__MATERIAL SHOWN__:
=== Begin Enclosure ===

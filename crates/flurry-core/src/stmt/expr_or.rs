use super::*;

use std::ops;

#[derive(Debug, Clone, PartialEq)]
pub struct ExprOr {
    pub operands: Vec<Expr>,
}

impl Expr {
    pub fn or(lhs: impl Into<Self>, rhs: impl Into<Self>) -> Self {
        let mut lhs = lhs.into();
        let rhs = rhs.into();

        match (&mut lhs, rhs) {
            (Self::Or(lhs_or), Self::Or(rhs_or)) => {
                lhs_or.operands.extend(rhs_or.operands);
                lhs
            }
            (Self::Or(lhs_or), rhs) => {
                lhs_or.operands.push(rhs);
                lhs
            }
            (_, rhs) => ExprOr {
                operands: vec![lhs, rhs],
            }
            .into(),
        }
    }
}

impl ops::Deref for ExprOr {
    type Target = [Expr];

    fn deref(&self) -> &Self::Target {
        &self.operands
    }
}

impl From<ExprOr> for Expr {
    fn from(value: ExprOr) -> Self {
        Self::Or(value)
    }
}
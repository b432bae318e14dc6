use super::{Connect, Db, Pool, PoolConfig, Shared};
use crate::{Dialect, Result};

use flurry_core::driver::{ConnectParams, Driver};

use std::sync::Arc;

#[derive(Debug, Default)]
pub struct Builder {
    /// Overrides the dialect derived from the driver's capability.
    dialect: Option<Dialect>,

    pool_config: PoolConfig,
}

impl Builder {
    pub fn dialect(&mut self, dialect: Dialect) -> &mut Self {
        self.dialect = Some(dialect);
        self
    }

    pub fn pool_config(&mut self, pool_config: PoolConfig) -> &mut Self {
        self.pool_config = pool_config;
        self
    }

    /// Connect using parameters parsed from a `snowflake://` URL.
    pub fn connect(&mut self, driver: impl Driver, url: &str) -> Result<Db> {
        let params = Connect::new(url)?.into_params();
        self.build(driver, params)
    }

    pub fn build(&mut self, driver: impl Driver, params: ConnectParams) -> Result<Db> {
        let dialect = match self.dialect.take() {
            Some(dialect) => dialect,
            None => Dialect::snowflake().with_capability(driver.capability().clone()),
        };

        let pool = Pool::new(driver, params, self.pool_config.clone())?;

        Ok(Db {
            shared: Arc::new(Shared { dialect, pool }),
        })
    }
}
use super::{dialect::ConnectorRender, Formatter, Raw, ToSql};

use flurry_core::{stmt, Error, Result};

pub(super) fn to_sql(expr: &stmt::ExprCombine, f: &mut Formatter<'_>) -> Result<()> {
    let Some(render) = f.dialect().connector(expr.connector) else {
        return Err(Error::unsupported_feature(format!(
            "connector `{}`",
            expr.connector
        )));
    };

    match render {
        ConnectorRender::Infix(op) => {
            fmt!(f, "(" Operand(&expr.lhs) " " Raw(op) " " Operand(&expr.rhs) ")");
        }
        ConnectorRender::Func(name) => {
            fmt!(f, name "(" Operand(&expr.lhs) ", " Operand(&expr.rhs) ")");
        }
    }

    Ok(())
}

/// An operand of a combined expression. Duration values take part in
/// arithmetic as interval literals.
struct Operand<'a>(&'a stmt::Expr);

impl ToSql for Operand<'_> {
    fn to_sql(self, f: &mut Formatter<'_>) -> Result<()> {
        match self.0 {
            stmt::Expr::Value(value @ stmt::Value::Duration(delta)) => {
                let Some(micros) = value.duration_micros() else {
                    return Err(Error::invalid_statement(format!(
                        "duration {delta} does not fit in microseconds"
                    )));
                };

                fmt!(f, "INTERVAL '" micros " MICROSECONDS'");
            }
            expr => fmt!(f, expr),
        }

        Ok(())
    }
}
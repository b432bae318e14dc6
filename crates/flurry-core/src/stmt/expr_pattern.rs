use super::*;

/// Matches a string expression against a `LIKE` pattern built from `rhs`.
///
/// `rhs` is matched literally: wildcard characters it contains are escaped
/// before the lookup's own wildcards are added.
#[derive(Debug, Clone, PartialEq)]
pub struct ExprPattern {
    pub lookup: Lookup,
    pub expr: Box<Expr>,
    pub rhs: Box<Expr>,
}

#[derive(Debug, Clone, Copy, PartialEq, Eq, Hash)]
pub enum Lookup {
    IExact,
    Contains,
    IContains,
    StartsWith,
    IStartsWith,
    EndsWith,
    IEndsWith,
}

impl Lookup {
    pub fn is_case_insensitive(self) -> bool {
        matches!(
            self,
            Self::IExact | Self::IContains | Self::IStartsWith | Self::IEndsWith
        )
    }

    /// A wildcard precedes the needle.
    pub fn leading_wildcard(self) -> bool {
        matches!(
            self,
            Self::Contains | Self::IContains | Self::EndsWith | Self::IEndsWith
        )
    }

    /// A wildcard follows the needle.
    pub fn trailing_wildcard(self) -> bool {
        matches!(
            self,
            Self::Contains | Self::IContains | Self::StartsWith | Self::IStartsWith
        )
    }

    pub fn name(self) -> &'static str {
        match self {
            Self::IExact => "iexact",
            Self::Contains => "contains",
            Self::IContains => "icontains",
            Self::StartsWith => "startswith",
            Self::IStartsWith => "istartswith",
            Self::EndsWith => "endswith",
            Self::IEndsWith => "iendswith",
        }
    }
}

impl Expr {
    pub fn pattern(lookup: Lookup, expr: impl Into<Self>, rhs: impl Into<Self>) -> Self {
        ExprPattern {
            lookup,
            expr: Box::new(expr.into()),
            rhs: Box::new(rhs.into()),
        }
        .into()
    }

    pub fn contains(expr: impl Into<Self>, rhs: impl Into<Self>) -> Self {
        Self::pattern(Lookup::Contains, expr, rhs)
    }

    pub fn starts_with(expr: impl Into<Self>, rhs: impl Into<Self>) -> Self {
        Self::pattern(Lookup::StartsWith, expr, rhs)
    }

    pub fn ends_with(expr: impl Into<Self>, rhs: impl Into<Self>) -> Self {
        Self::pattern(Lookup::EndsWith, expr, rhs)
    }
}

impl From<ExprPattern> for Expr {
    fn from(value: ExprPattern) -> Self {
        Self::Pattern(value)
    }
}
//! Assertion helpers shared by the workspace's tests.

pub mod option;
pub mod result;
pub mod slice;

pub mod prelude {
    pub use crate::{assert_empty, assert_err, assert_none, assert_ok};
}
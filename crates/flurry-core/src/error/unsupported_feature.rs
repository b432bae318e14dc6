use super::Error;

/// Error when the warehouse dialect cannot express a construct.
///
/// This occurs when:
/// - An expression node, function or aggregate has no renderer registered
/// - A field kind has no native storage type
/// - A statement asks for something the dialect lacks (row locks, savepoints,
///   conflict handling)
///
/// Nothing is rendered partially: the whole compilation fails.
#[derive(Debug)]
pub(super) struct UnsupportedFeature {
    message: Box<str>,
}

impl std::error::Error for UnsupportedFeature {}

impl core::fmt::Display for UnsupportedFeature {
    fn fmt(&self, f: &mut core::fmt::Formatter) -> core::fmt::Result {
        write!(f, "unsupported feature: {}", self.message)
    }
}

impl Error {
    /// Creates an unsupported feature error.
    pub fn unsupported_feature(message: impl Into<String>) -> Error {
        Error::from(super::ErrorKind::UnsupportedFeature(UnsupportedFeature {
            message: message.into().into(),
        }))
    }

    /// Returns `true` if this error is an unsupported feature error.
    pub fn is_unsupported_feature(&self) -> bool {
        self.any_kind(|kind| matches!(kind, super::ErrorKind::UnsupportedFeature(_)))
    }
}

=== End Enclosure ===

__WORK ITEM__: Could you reproduce every record above exactly as it appears?

__ANSWER__:
filename crates/flurry-core/src/stmt/expr_or.rs
use super::*;

use std::ops;

#[derive(Debug, Clone, PartialEq)]
pub struct ExprOr {
    pub operands: Vec<Expr>,
}

impl Expr {
    pub fn or(lhs: impl Into<Self>, rhs: impl Into<Self>) -> Self {
        let mut lhs = lhs.into();
        let rhs = rhs.into();

        match (&mut lhs, rhs) {
            (Self::Or(lhs_or), Self::Or(rhs_or)) => {
                lhs_or.operands.extend(rhs_or.operands);
                lhs
            }
            (Self::Or(lhs_or), rhs) => {
                lhs_or.operands.push(rhs);
                lhs
            }
            (_, rhs) => ExprOr {
                operands: vec![lhs, rhs],
            }
            .into(),
        }
    }
}

impl ops::Deref for ExprOr {
    type Target = [Expr];

    fn deref(&self) -> &Self::Target {
        &self.operands
    }
}

impl From<ExprOr> for Expr {
    fn from(value: ExprOr) -> Self {
        Self::Or(value)
    }
}
repository b432bae318e14dc6
use super::{Connect, Db, Pool, PoolConfig, Shared};
use crate::{Dialect, Result};

use flurry_core::driver::{ConnectParams, Driver};

use std::sync::Arc;

#[derive(Debug, Default)]
pub struct Builder {
    /// Overrides the dialect derived from the driver's capability.
    dialect: Option<Dialect>,

    pool_config: PoolConfig,
}

impl Builder {
    pub fn dialect(&mut self, dialect: Dialect) -> &mut Self {
        self.dialect = Some(dialect);
        self
    }

    pub fn pool_config(&mut self, pool_config: PoolConfig) -> &mut Self {
        self.pool_config = pool_config;
        self
    }

    /// Connect using parameters parsed from a `snowflake://` URL.
    pub fn connect(&mut self, driver: impl Driver, url: &str) -> Result<Db> {
        let params = Connect::new(url)?.into_params();
        self.build(driver, params)
    }

    pub fn build(&mut self, driver: impl Driver, params: ConnectParams) -> Result<Db> {
        let dialect = match self.dialect.take() {
            Some(dialect) => dialect,
            None => Dialect::snowflake().with_capability(driver.capability().clone()),
        };

        let pool = Pool::new(driver, params, self.pool_config.clone())?;

        Ok(Db {
            shared: Arc::new(Shared { dialect, pool }),
        })
    }
}
use super::{dialect::ConnectorRender, Formatter, Raw, ToSql};

use flurry_core::{stmt, Error, Result};

pub(super) fn to_sql(expr: &stmt::ExprCombine, f: &mut Formatter<'_>) -> Result<()> {
    let Some(render) = f.dialect().connector(expr.connector) else {
        return Err(Error::unsupported_feature(format!(
            "connector `{}`",
            expr.connector
        )));
    };

    match render {
        ConnectorRender::Infix(op) => {
            fmt!(f, "(" Operand(&expr.lhs) " " Raw(op) " " Operand(&expr.rhs) ")");
        }
        ConnectorRender::Func(name) => {
            fmt!(f, name "(" Operand(&expr.lhs) ", " Operand(&expr.rhs) ")");
        }
    }

    Ok(())
}

/// An operand of a combined expression. Duration values take part in
/// arithmetic as interval literals.
struct Operand<'a>(&'a stmt::Expr);

impl ToSql for Operand<'_> {
    fn to_sql(self, f: &mut Formatter<'_>) -> Result<()> {
        match self.0 {
            stmt::Expr::Value(value @ stmt::Value::Duration(delta)) => {
                let Some(micros) = value.duration_micros() else {
                    return Err(Error::invalid_statement(format!(
                        "duration {delta} does not fit in microseconds"
                    )));
                };

                fmt!(f, "INTERVAL '" micros " MICROSECONDS'");
            }
            expr => fmt!(f, expr),
        }

        Ok(())
    }
}
repository b432bae318e14dc6
filename crates/flurry-core/src/stmt/expr_pattern.rs
use super::*;

/// Matches a string expression against a `LIKE` pattern built from `rhs`.
///
/// `rhs` is matched literally: wildcard characters it contains are escaped
/// before the lookup's own wildcards are added.
#[derive(Debug, Clone, PartialEq)]
pub struct ExprPattern {
    pub lookup: Lookup,
    pub expr: Box<Expr>,
    pub rhs: Box<Expr>,
}

#[derive(Debug, Clone, Copy, PartialEq, Eq, Hash)]
pub enum Lookup {
    IExact,
    Contains,
    IContains,
    StartsWith,
    IStartsWith,
    EndsWith,
    IEndsWith,
}

impl Lookup {
    pub fn is_case_insensitive(self) -> bool {
        matches!(
            self,
            Self::IExact | Self::IContains | Self::IStartsWith | Self::IEndsWith
        )
    }

    /// A wildcard precedes the needle.
    pub fn leading_wildcard(self) -> bool {
        matches!(
            self,
            Self::Contains | Self::IContains | Self::EndsWith | Self::IEndsWith
        )
    }

    /// A wildcard follows the needle.
    pub fn trailing_wildcard(self) -> bool {
        matches!(
            self,
            Self::Contains | Self::IContains | Self::StartsWith | Self::IStartsWith
        )
    }

    pub fn name(self) -> &'static str {
        match self {
            Self::IExact => "iexact",
            Self::Contains => "contains",
            Self::IContains => "icontains",
            Self::StartsWith => "startswith",
            Self::IStartsWith => "istartswith",
            Self::EndsWith => "endswith",
            Self::IEndsWith => "iendswith",
        }
    }
}

impl Expr {
    pub fn pattern(lookup: Lookup, expr: impl Into<Self>, rhs: impl Into<Self>) -> Self {
        ExprPattern {
            lookup,
            expr: Box::new(expr.into()),
            rhs: Box::new(rhs.into()),
        }
        .into()
    }

    pub fn contains(expr: impl Into<Self>, rhs: impl Into<Self>) -> Self {
        Self::pattern(Lookup::Contains, expr, rhs)
    }

    pub fn starts_with(expr: impl Into<Self>, rhs: impl Into<Self>) -> Self {
        Self::pattern(Lookup::StartsWith, expr, rhs)
    }

    pub fn ends_with(expr: impl Into<Self>, rhs: impl Into<Self>) -> Self {
        Self::pattern(Lookup::EndsWith, expr, rhs)
    }
}

impl From<ExprPattern> for Expr {
    fn from(value: ExprPattern) -> Self {
        Self::Pattern(value)
    }
}
//! Assertion helpers shared by the workspace's tests.

pub mod option;
pub mod result;
pub mod slice;

pub mod prelude {
    pub use crate::{assert_empty, assert_err, assert_none, assert_ok};
}
filename crates/flurry-core/src/error/unsupported_feature.rs
repository b432bae318e14dc6
use super::Error;

/// Error when the warehouse dialect cannot express a construct.
///
/// This occurs when:
/// - An expression node, function or aggregate has no renderer registered
/// - A field kind has no native storage type
/// - A statement asks for something the dialect lacks (row locks, savepoints,
///   conflict handling)
///
/// Nothing is rendered partially: the whole compilation fails.
#[derive(Debug)]
pub(super) struct UnsupportedFeature {
    message: Box<str>,
}

impl std::error::Error for UnsupportedFeature {}

impl core::fmt::Display for UnsupportedFeature {
    fn fmt(&self, f: &mut core::fmt::Formatter) -> core::fmt::Result {
        write!(f, "unsupported feature: {}", self.message)
    }
}

impl Error {
    /// Creates an unsupported feature error.
    pub fn unsupported_feature(message: impl Into<String>) -> Error {
        Error::from(super::ErrorKind::UnsupportedFeature(UnsupportedFeature {
            message: message.into().into(),
        }))
    }

    /// Returns `true` if this error is an unsupported feature error.
    pub fn is_unsupported_feature(&self) -> bool {
        self.any_kind(|kind| matches!(kind, super::ErrorKind::UnsupportedFeature(_)))
    }
}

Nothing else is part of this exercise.